The rest of the day was spent walking the Freedom Trail, a 2.5-mile-long walk covering most of the historical highlights of downtown Boston. It also connects with the Black Heritage Trail. First stop may look familiar to readers. Yes, this is Saint-Gaudens bronze sculpture of Col. Shaw and the 54th Massachusetts. The version at his home, which I visited a few days ago, had a flaw, per Saint-Gaudens, so he created a new iteration with a few tweaks. The “new” one is on display in Boston Commons, the oldest public park in the country. Park Street Congregational Church, founded in 1809, is down the street. The congregation was one of the first in the new country to discuss civil rights for all. Next to it is the famous Granary Burying Ground. John Hancock (photo), Paul Revere, and other prominent Boston residents are buried here. Four blocks later, after passing Kings Chapel Burying Ground, is the Old State House, built in 1713. The infamous Boston Massacre happened just outside its doors. The first Boston reading of the Declaration of Independence was heard from its balcony. A couple streets later was Faneuil Hall, the Cradle of Liberty. Lectures, discussions, and demonstrations are still heard in the second floor.
After walking over I-93 (which is now underground thanks to the Big Dig a couple decades ago) I came to Paul Revere’s home. This is the oldest building in downtown Boston, dating to 1680. It looks as if from a different world. A few minutes later I was at the Old North Church. Stand there and imagine what Paul Revere and William Dawes felt when they looked at the steeple the night of April 18, 1775. Next up was Copp’s Hill Burying Ground. Twenty-five men who participated in the Boston Tea Party are buried here. One then has to walk across a bridge (over the Charles River) to reach Charlestown and the most famous warship in our country’s history.

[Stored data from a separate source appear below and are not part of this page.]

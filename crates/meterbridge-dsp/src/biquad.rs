//! Second-order IIR sections and the BS.1770 K-weighting cascade.
//!
//! Coefficients come from the RBJ "Audio EQ Cookbook" bilinear-transform
//! designs. Processing uses the transposed direct form II, which keeps only
//! two state registers and behaves well numerically for low cutoffs.

use core::f64::consts::PI;

/// K-weighting stage 1: high-pass (RLB) corner.
const K_HIGHPASS_HZ: f64 = 38.0;
const K_HIGHPASS_Q: f64 = 0.707;

/// K-weighting stage 2: high-shelf corner, Q and gain.
const K_SHELF_HZ: f64 = 1682.0;
const K_SHELF_Q: f64 = 0.707;
const K_SHELF_GAIN_DB: f64 = 4.0;

/// Biquad response type.
#[derive(Debug, Clone, Copy, PartialEq, Eq, Default)]
pub enum FilterKind {
    /// Pass-through (b0 = 1, all other coefficients 0).
    #[default]
    Bypass,
    HighPass,
    HighShelf,
}

/// A single biquad section, transposed direct form II.
#[derive(Debug, Clone, Default)]
pub struct Biquad {
    b0: f64,
    b1: f64,
    b2: f64,
    a1: f64,
    a2: f64,
    z1: f64,
    z2: f64,
}

impl Biquad {
    /// Create a configured section with cleared state.
    pub fn new(sample_rate: f64, kind: FilterKind, freq_hz: f64, q: f64, gain_db: f64) -> Self {
        let mut filter = Self::default();
        filter.configure(sample_rate, kind, freq_hz, q, gain_db);
        filter
    }

    /// Recompute the five normalized coefficients.
    ///
    /// State registers are left untouched; call [`reset`](Self::reset) when the
    /// sample rate changes. `gain_db` is ignored by kinds without gain.
    pub fn configure(
        &mut self,
        sample_rate: f64,
        kind: FilterKind,
        freq_hz: f64,
        q: f64,
        gain_db: f64,
    ) {
        let kind = if sample_rate > 0.0 && q > 0.0 {
            kind
        } else {
            FilterKind::Bypass
        };

        // Keep the corner strictly below Nyquist so the design stays stable.
        let nyquist_guard = (sample_rate * 0.49).max(1.0);
        let w0 = 2.0 * PI * freq_hz.clamp(1.0, nyquist_guard) / sample_rate.max(1.0);
        let (sin_w0, cos_w0) = w0.sin_cos();
        let alpha = sin_w0 / (2.0 * q.max(f64::EPSILON));

        match kind {
            FilterKind::Bypass => self.set_coefficients(1.0, 0.0, 0.0, 1.0, 0.0, 0.0),
            FilterKind::HighPass => {
                let b0 = (1.0 + cos_w0) * 0.5;
                let b1 = -(1.0 + cos_w0);
                let b2 = b0;
                let a0 = 1.0 + alpha;
                let a1 = -2.0 * cos_w0;
                let a2 = 1.0 - alpha;
                self.set_coefficients(b0, b1, b2, a0, a1, a2);
            }
            FilterKind::HighShelf => {
                let a = 10f64.powf(gain_db / 40.0);
                let two_sqrt_a_alpha = 2.0 * a.sqrt() * alpha;
                let b0 = a * ((a + 1.0) + (a - 1.0) * cos_w0 + two_sqrt_a_alpha);
                let b1 = -2.0 * a * ((a - 1.0) + (a + 1.0) * cos_w0);
                let b2 = a * ((a + 1.0) + (a - 1.0) * cos_w0 - two_sqrt_a_alpha);
                let a0 = (a + 1.0) - (a - 1.0) * cos_w0 + two_sqrt_a_alpha;
                let a1 = 2.0 * ((a - 1.0) - (a + 1.0) * cos_w0);
                let a2 = (a + 1.0) - (a - 1.0) * cos_w0 - two_sqrt_a_alpha;
                self.set_coefficients(b0, b1, b2, a0, a1, a2);
            }
        }
    }

    fn set_coefficients(&mut self, b0: f64, b1: f64, b2: f64, a0: f64, a1: f64, a2: f64) {
        let inv_a0 = 1.0 / a0;
        self.b0 = b0 * inv_a0;
        self.b1 = b1 * inv_a0;
        self.b2 = b2 * inv_a0;
        self.a1 = a1 * inv_a0;
        self.a2 = a2 * inv_a0;
    }

    #[inline]
    pub fn process(&mut self, x: f64) -> f64 {
        let y = self.b0 * x + self.z1;
        self.z1 = self.b1 * x - self.a1 * y + self.z2;
        self.z2 = self.b2 * x - self.a2 * y;
        y
    }

    /// Zero the state registers.
    pub fn reset(&mut self) {
        self.z1 = 0.0;
        self.z2 = 0.0;
    }

    /// Normalized coefficients `(b0, b1, b2, a1, a2)`.
    pub fn coefficients(&self) -> (f64, f64, f64, f64, f64) {
        (self.b0, self.b1, self.b2, self.a1, self.a2)
    }
}

/// High-pass followed by high-shelf: the BS.1770 perceptual pre-filter.
#[derive(Debug, Clone)]
pub struct KWeighting {
    highpass: Biquad,
    shelf: Biquad,
}

impl KWeighting {
    pub fn new(sample_rate: f64) -> Self {
        Self {
            highpass: Biquad::new(
                sample_rate,
                FilterKind::HighPass,
                K_HIGHPASS_HZ,
                K_HIGHPASS_Q,
                0.0,
            ),
            shelf: Biquad::new(
                sample_rate,
                FilterKind::HighShelf,
                K_SHELF_HZ,
                K_SHELF_Q,
                K_SHELF_GAIN_DB,
            ),
        }
    }

    /// Redesign both stages for a new rate and clear their state.
    pub fn set_sample_rate(&mut self, sample_rate: f64) {
        *self = Self::new(sample_rate);
    }

    #[inline]
    pub fn process(&mut self, x: f64) -> f64 {
        self.shelf.process(self.highpass.process(x))
    }

    pub fn reset(&mut self) {
        self.highpass.reset();
        self.shelf.reset();
    }
}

Cannons continue to be pointed out from their gunports. The U.S.S. Constitution is still in active service, evident by all the U.S. Navy service people around the ship and dock. Two of the lower decks are open to tour. The bottom deck is where the enlisted men slept, in hammocks stretched between beams.
Last, but not by any means least, is Bunker Hill. The Battle of Bunker Hill was fought on June 17, 1775. Though both sides were intent on securing the height advantage of Bunker Hill (110 feet above sea level), almost all the fighting took place on neighboring Breed’s Hill. The British were victorious but at a great cost, losing many more men than the colonists. The lasting effect though was positive, the British now realizing the colonial militias could fight toe-to-toe with them.